Philip Edmonds, who with his family owns the 13-acre ridge point, plans to excavate the point of the ridge down about 150 feet, to within about 8 to 10 feet of street level. And the family is marketing the site.

They already have had nibbles, according to Edmonds and his brother-in-law, Alex Roberts - including one from Publix grocery stores.

"With the property along Signal Mountain Road going for $600,000 or $700,000 an acre, we said, 'How can we get in on that?'" Roberts said, referring to the development of a former auto junkyard and the Mill and Mine Supply shop for what is now Walmart.

The site includes the land where Crocker's fruit stand now operates, as well as the former Signal View Veterinary Clinic.

The entrance to the eventual lowered site - estimated to total about eight or nine acres - would be in that area, said Edmonds, showing a site plan he had developed to obtain stormwater runoff permits for what is now being called Edmonds Borrow Pit.

The family also owns and operates Signal Excavating, so Edmonds and Roberts gradually are doing the work themselves. As the ridge top is excavated, the dirt is being sold to other developers or road departments for fill dirt, Edmonds said.

"It's slow, but we try to keep it [in sections] recovered with topsoil and reseeded," he said. "We haven't had any complaints."

Changing landscapes

But one man's future is another's history. And view.

Godsey Ridge is the twin sister to Stringer's Ridge, which rises from Moccasin Bend into Chattanooga and Red Bank and parallels Godsey Ridge northward just to the east of U.S. 27 and Dayton Boulevard.

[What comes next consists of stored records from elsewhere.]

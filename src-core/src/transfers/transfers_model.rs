use chrono::NaiveDate;
use diesel::prelude::*;
use rust_decimal::Decimal;
use serde::{Deserialize, Serialize};

use crate::categories::{Category, CategoryType};
use crate::entities::Entity;
use crate::errors::{Error, Result, ValidationError};
use crate::periods::Period;

#[derive(Debug, Clone, Copy, PartialEq, Eq)]
pub enum TransferType {
    Income,
    Expense,
}

impl TransferType {
    pub fn as_str(&self) -> &'static str {
        match self {
            TransferType::Income => "INCOME",
            TransferType::Expense => "EXPENSE",
        }
    }

    pub fn parse(value: &str) -> Option<Self> {
        match value {
            "INCOME" => Some(TransferType::Income),
            "EXPENSE" => Some(TransferType::Expense),
            _ => None,
        }
    }

    /// The category type a transfer of this type must reference.
    pub fn category_type(&self) -> CategoryType {
        match self {
            TransferType::Income => CategoryType::Income,
            TransferType::Expense => CategoryType::Expense,
        }
    }
}

/// A single money movement between a deposit and an entity.
#[derive(
    Queryable, Identifiable, AsChangeset, Selectable, PartialEq, Serialize, Deserialize, Debug, Clone,
)]
#[diesel(table_name = crate::schema::transfers)]
#[diesel(check_for_backend(diesel::sqlite::Sqlite))]
#[serde(rename_all = "camelCase")]
pub struct Transfer {
    pub id: String,
    pub budget_id: String,
    pub period_id: String,
    pub name: String,
    pub description: Option<String>,
    pub value: String,
    pub date: NaiveDate,
    pub transfer_type: String,
    pub deposit_id: String,
    pub entity_id: Option<String>,
    pub category_id: Option<String>,
    pub created_at: String,
    pub updated_at: String,
}

impl Transfer {
    pub fn value_decimal(&self) -> Decimal {
        self.value.parse().unwrap_or(Decimal::ZERO)
    }

    pub fn type_enum(&self) -> TransferType {
        TransferType::parse(&self.transfer_type).unwrap_or(TransferType::Expense)
    }
}

#[derive(Insertable, Serialize, Deserialize, Debug, Clone)]
#[diesel(table_name = crate::schema::transfers)]
#[serde(rename_all = "camelCase")]
pub struct NewTransfer {
    pub id: Option<String>,
    pub budget_id: Option<String>,
    pub period_id: String,
    pub name: String,
    pub description: Option<String>,
    pub value: String,
    pub date: NaiveDate,
    pub transfer_type: String,
    pub deposit_id: String,
    pub entity_id: Option<String>,
    pub category_id: Option<String>,
    pub created_at: Option<String>,
    pub updated_at: Option<String>,
}

/// Full replacement used by PUT.
#[derive(Serialize, Deserialize, Debug, Clone)]
#[serde(rename_all = "camelCase")]
pub struct TransferUpdate {
    pub period_id: String,
    pub name: String,
    pub description: Option<String>,
    pub value: String,
    pub date: NaiveDate,
    pub transfer_type: String,
    pub deposit_id: String,
    pub entity_id: Option<String>,
    pub category_id: Option<String>,
}

/// Query-string filters accepted by the transfer list endpoint.
#[derive(Deserialize, Debug, Clone, Default)]
#[serde(rename_all = "camelCase")]
pub struct TransferFilters {
    pub transfer_type: Option<String>,
    pub period: Option<String>,
    pub deposit: Option<String>,
    pub entity: Option<String>,
    pub category: Option<String>,
    pub date_from: Option<NaiveDate>,
    pub date_to: Option<NaiveDate>,
}

fn invalid(message: &str) -> Error {
    Error::Validation(ValidationError::InvalidInput(message.to_string()))
}

pub fn parse_transfer_type(raw: &str) -> Result<TransferType> {
    TransferType::parse(raw).ok_or_else(|| {
        ValidationError::field("transfer_type", &format!("\"{raw}\" is not a valid choice."))
    })
}

pub fn parse_positive_value(raw: &str) -> Result<Decimal> {
    let value: Decimal = raw
        .parse()
        .map_err(|_| ValidationError::field("value", "A valid number is required."))?;
    if value <= Decimal::ZERO {
        return Err(ValidationError::field(
            "value",
            "Value should be higher than 0.00.",
        ));
    }
    Ok(value)
}

/// Consistency checks between a transfer and the rows it references.
/// Callers fetch the related rows inside the same write transaction.
pub fn validate_transfer_relations(
    budget_id: &str,
    transfer_type: TransferType,
    period: &Period,
    deposit: &Entity,
    entity: Option<&Entity>,
    category: Option<&Category>,
) -> Result<()> {
    if period.budget_id != budget_id {
        return Err(ValidationError::field(
            "period",
            "BudgetingPeriod from different Budget.",
        ));
    }

    if deposit.budget_id != budget_id {
        return Err(ValidationError::field(
            "deposit",
            "Deposit from different Budget.",
        ));
    }
    if !deposit.is_deposit {
        return Err(ValidationError::field(
            "deposit",
            "Provided entity is not a deposit.",
        ));
    }

    if let Some(entity) = entity {
        if entity.budget_id != budget_id {
            return Err(ValidationError::field(
                "entity",
                "Entity from different Budget.",
            ));
        }
        if entity.id == deposit.id {
            return Err(invalid(
                "'deposit' and 'entity' fields cannot contain the same value.",
            ));
        }
    }

    if let Some(category) = category {
        if category.budget_id != budget_id {
            return Err(ValidationError::field(
                "category",
                "TransferCategory from different Budget.",
            ));
        }
        if category.type_enum() != transfer_type.category_type() {
            let message = match transfer_type {
                TransferType::Income => "Invalid TransferCategory for Income provided.",
                TransferType::Expense => "Invalid TransferCategory for Expense provided.",
            };
            return Err(ValidationError::field("category", message));
        }
    }

    Ok(())
}

#[cfg(test)]
mod tests {
    use super::*;
    use crate::periods::PeriodStatus;
    use chrono::NaiveDate;

    fn period(budget_id: &str) -> Period {
        Period {
            id: "p1".to_string(),
            budget_id: budget_id.to_string(),
            name: "2023-06".to_string(),
            status: PeriodStatus::Active.as_str().to_string(),
            date_start: NaiveDate::from_ymd_opt(2023, 6, 1).unwrap(),
            date_end: NaiveDate::from_ymd_opt(2023, 6, 30).unwrap(),
            created_at: String::new(),
            updated_at: String::new(),
        }
    }

    fn entity(id: &str, budget_id: &str, is_deposit: bool) -> Entity {
        Entity {
            id: id.to_string(),
            budget_id: budget_id.to_string(),
            name: id.to_string(),
            description: String::new(),
            is_active: true,
            is_deposit,
            created_at: String::new(),
            updated_at: String::new(),
        }
    }

    fn category(budget_id: &str, category_type: CategoryType) -> Category {
        Category {
            id: "c1".to_string(),
            budget_id: budget_id.to_string(),
            name: "Groceries".to_string(),
            description: None,
            owner_id: None,
            category_type: category_type.as_str().to_string(),
            priority: 101,
            is_active: true,
            created_at: String::new(),
            updated_at: String::new(),
        }
    }

    fn message(err: Error) -> String {
        match err {
            Error::Validation(ValidationError::InvalidInput(msg)) => msg,
            Error::Validation(ValidationError::Field { message, .. }) => message,
            other => panic!("expected validation error, got {other:?}"),
        }
    }

    #[test]
    fn value_must_be_positive() {
        assert!(parse_positive_value("12.50").is_ok());
        let err = parse_positive_value("0").unwrap_err();
        assert_eq!(message(err), "Value should be higher than 0.00.");
        let err = parse_positive_value("-3").unwrap_err();
        assert_eq!(message(err), "Value should be higher than 0.00.");
    }

    #[test]
    fn period_must_belong_to_budget() {
        let err = validate_transfer_relations(
            "b1",
            TransferType::Expense,
            &period("b2"),
            &entity("d1", "b1", true),
            None,
            None,
        )
        .unwrap_err();
        assert_eq!(message(err), "BudgetingPeriod from different Budget.");
    }

    #[test]
    fn deposit_flag_is_required() {
        let err = validate_transfer_relations(
            "b1",
            TransferType::Expense,
            &period("b1"),
            &entity("d1", "b1", false),
            None,
            None,
        )
        .unwrap_err();
        assert_eq!(message(err), "Provided entity is not a deposit.");
    }

    #[test]
    fn deposit_and_entity_must_differ() {
        let deposit = entity("d1", "b1", true);
        let err = validate_transfer_relations(
            "b1",
            TransferType::Expense,
            &period("b1"),
            &deposit,
            Some(&deposit),
            None,
        )
        .unwrap_err();
        assert_eq!(
            message(err),
            "'deposit' and 'entity' fields cannot contain the same value."
        );
    }

    #[test]
    fn category_type_must_match_transfer_type() {
        let err = validate_transfer_relations(
            "b1",
            TransferType::Expense,
            &period("b1"),
            &entity("d1", "b1", true),
            Some(&entity("e1", "b1", false)),
            Some(&category("b1", CategoryType::Income)),
        )
        .unwrap_err();
        assert_eq!(message(err), "Invalid TransferCategory for Expense provided.");

        let err = validate_transfer_relations(
            "b1",
            TransferType::Income,
            &period("b1"),
            &entity("d1", "b1", true),
            None,
            Some(&category("b1", CategoryType::Expense)),
        )
        .unwrap_err();
        assert_eq!(message(err), "Invalid TransferCategory for Income provided.");
    }

    #[test]
    fn cross_budget_relations_are_rejected() {
        let err = validate_transfer_relations(
            "b1",
            TransferType::Expense,
            &period("b1"),
            &entity("d1", "b1", true),
            Some(&entity("e1", "b2", false)),
            None,
        )
        .unwrap_err();
        assert_eq!(message(err), "Entity from different Budget.");

        let err = validate_transfer_relations(
            "b1",
            TransferType::Expense,
            &period("b1"),
            &entity("d1", "b1", true),
            None,
            Some(&category("b2", CategoryType::Expense)),
        )
        .unwrap_err();
        assert_eq!(message(err), "TransferCategory from different Budget.");
    }

    #[test]
    fn matching_relations_pass() {
        assert!(validate_transfer_relations(
            "b1",
            TransferType::Expense,
            &period("b1"),
            &entity("d1", "b1", true),
            Some(&entity("e1", "b1", false)),
            Some(&category("b1", CategoryType::Expense)),
        )
        .is_ok());
    }
}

The ridges have seen their share of development controversy.

Rick Wood, director of the Chattanooga field office of the Trust for Public Land, said the development won't affect the trust's plan for preservation of 97 acres of historic Stringer's Ridge closer to Chattanooga.

During the Civil War, Union troops shelled Chattanooga from the end of Stringer's Ridge on the north shore of the Tennessee River. That created a diversion to allow Union troops to cross the river into Chattanooga well south of the ridge.

"That [part of the ridges in Red Bank has] already been impacted by roads and development, but I wish we could save the view," Wood said.

"You see a scar there for sure," he said. "It is sites like that one that have given us the quality of views and made Chattanooga unique."

The Trust, along with Friends of the Chattanooga and Chickamauga National Military Park and other tourism groups, last year sought a "viewshed ordinance" in the city. They hoped to protect the ridge sides and certain areas from fates like that of Cameron Hill - a once-prominent hilltop that was shaved for Interstate 24 fill dirt and now is the base of the BlueCross BlueShield building.

But John Bridger, executive director of the Chattanooga-Hamilton County Regional Planning Agency, said the viewshed proposal would affect only Chattanooga. He said the Chattanooga City Council put it on hold several months ago "in light of the regional growth plan that's on the way."

Bridger said the planning agency hopes to revisit the issue with broader support from the region.

Back to the future

For now, Diane Hart with Crocker Produce said the dirt continues to move away on trucks from Godsey Ridge.

"They're taking the mountain down," she said with a smile.

And Edmonds and Roberts said their family has history there, too. The land was owned by Edmonds' father for about 15 years before he died. It was a borrow pit for all those years behind the old vet office and fruit stand, and much of the flat area behind them once was ridge side.

The east side of the ridge was carved away two decades ago to make way for Corridor J's extension to Soddy-Daisy.

The west side of the ridge overlooks Komatsu and Walmart.

Times change, the developers said.

"We'd like to see a Publix here," Roberts said.